Except for ./adapters-stk/src/Panzer_STK_SurfaceNodeNormals.cpp , all panzer functions use the Intrepid2 appropriately. Then, I will give you a serial version that does not invoke any parallel for inside. This will remove the overhead.

Best Kyungjoo

rppawlo commented 7 years ago

Thanks @kyungjoo-kim !

kyungjoo-kim commented 7 years ago

@bathmatt

I tested it on cuda and see it working (I dont know how well it used to be work so I won't be able to confirm that this modification resolve your issue).
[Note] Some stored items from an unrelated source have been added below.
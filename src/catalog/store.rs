//! The catalog store: records, criteria, and the derived filtered view.

use std::sync::Arc;

use tokio::sync::RwLock;

use crate::source::{RecordSource, SourceError};

use super::criteria::{matches, CriteriaPatch, FilterCriteria};
use super::record::{AgentRecord, AgentStatus, PricingModel};

// ============================================================================
// Catalog Store
// ============================================================================

/// Session-scoped container for records, criteria, and their filtered view.
///
/// Cheap to clone; all clones share state. Every mutation recomputes the
/// filtered view before releasing the lock, so callers never observe the
/// criteria and the view out of step.
#[derive(Debug, Clone, Default)]
pub struct CatalogStore {
    inner: Arc<RwLock<CatalogState>>,
}

#[derive(Debug, Default)]
struct CatalogState {
    records: Vec<AgentRecord>,
    criteria: FilterCriteria,
    filtered: Vec<AgentRecord>,
    loading: bool,
    selected: Option<AgentRecord>,
}

impl CatalogState {
    fn refilter(&mut self) {
        self.filtered = self
            .records
            .iter()
            .filter(|r| matches(r, &self.criteria))
            .cloned()
            .collect();
    }
}

/// Distinct filterable values present in the loaded collection, in
/// first-seen order.
#[derive(Debug, Clone, Default, PartialEq, Eq)]
pub struct CatalogFacets {
    pub statuses: Vec<AgentStatus>,
    pub categories: Vec<String>,
    pub pricing_models: Vec<PricingModel>,
}

impl CatalogStore {
    pub fn new() -> Self {
        Self::default()
    }

    /// Populate the store if it has never held records.
    ///
    /// Returns whether the seed was applied. A second call against a
    /// non-empty store is a no-op; seeding an empty batch is valid and yields
    /// an empty catalog.
    pub async fn seed_once(&self, records: Vec<AgentRecord>) -> bool {
        let mut state = self.inner.write().await;
        if !state.records.is_empty() {
            return false;
        }
        state.records = records;
        state.refilter();
        true
    }

    /// Replace the records from an asynchronous source.
    ///
    /// `loading` is true for the duration of the call. On success the
    /// filtered view mirrors the raw batch (the active criteria are kept but
    /// not re-applied, matching the fetch path's contract); on failure the
    /// records are left unchanged and the error is returned to the caller.
    pub async fn load_from(&self, source: &dyn RecordSource) -> Result<usize, SourceError> {
        {
            let mut state = self.inner.write().await;
            state.loading = true;
        }
        let result = source.load_all().await;
        let mut state = self.inner.write().await;
        state.loading = false;
        let records = result?;
        let count = records.len();
        state.filtered = records.clone();
        state.records = records;
        Ok(count)
    }

    /// Merge a partial update into the criteria and recompute the view.
    ///
    /// Returns the merged criteria so callers can sequence derived writes
    /// (the query-string write-back) strictly after the store update.
    pub async fn update_criteria(&self, patch: CriteriaPatch) -> FilterCriteria {
        let mut state = self.inner.write().await;
        state.criteria.merge(patch);
        state.refilter();
        state.criteria.clone()
    }

    /// Reset the criteria to defaults and restore the unfiltered view.
    pub async fn clear_criteria(&self) {
        let mut state = self.inner.write().await;
        state.criteria = FilterCriteria::default();
        state.filtered = state.records.clone();
    }

    /// Set or clear the detail-view selection. Membership is not validated;
    /// callers are trusted.
    pub async fn select(&self, record: Option<AgentRecord>) {
        let mut state = self.inner.write().await;
        state.selected = record;
    }

    pub async fn selected(&self) -> Option<AgentRecord> {
        self.inner.read().await.selected.clone()
    }

    pub async fn criteria(&self) -> FilterCriteria {
        self.inner.read().await.criteria.clone()
    }

    pub async fn records(&self) -> Vec<AgentRecord> {
        self.inner.read().await.records.clone()
    }

    pub async fn filtered(&self) -> Vec<AgentRecord> {
        self.inner.read().await.filtered.clone()
    }

    pub async fn is_loading(&self) -> bool {
        self.inner.read().await.loading
    }

    /// Number of records in the full collection.
    pub async fn len(&self) -> usize {
        self.inner.read().await.records.len()
    }

    pub async fn is_empty(&self) -> bool {
        self.inner.read().await.records.is_empty()
    }

    /// Look up a record by id.
    pub async fn get(&self, id: &str) -> Option<AgentRecord> {
        let state = self.inner.read().await;
        state.records.iter().find(|r| r.id == id).cloned()
    }

    /// Enumerate distinct filter options from the loaded collection.
    pub async fn facets(&self) -> CatalogFacets {
        let state = self.inner.read().await;
        let mut facets = CatalogFacets::default();
        for record in &state.records {
            if !facets.statuses.contains(&record.status) {
                facets.statuses.push(record.status);
            }
            if !facets.categories.contains(&record.category) {
                facets.categories.push(record.category.clone());
            }
            if !facets.pricing_models.contains(&record.pricing_model) {
                facets.pricing_models.push(record.pricing_model);
            }
        }
        facets
    }
}

// ============================================================================
// Tests
// ============================================================================
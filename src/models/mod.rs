//! Data models
//!
//! This module contains all data structures used throughout vestnik.
//! Models represent:
//! - Database entities (NewsItem, Comment, User, Session)
//! - Input types for creating entities
//! - Display types joining related rows for rendering

mod comment;
mod news;
mod session;
mod user;

pub use comment::{Comment, CommentWithAuthor, CreateCommentInput};
pub use news::{CreateNewsInput, NewsItem};
pub use session::Session;
pub use user::User;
Could you review the code and if this resolves this overhead issue ?

bathmatt commented 7 years ago

I'm compiling now, will try to let you know tomorrow.

bathmatt commented 7 years ago

Just ran all the panzer tests in 3.5 minutes, much better.. Thanks!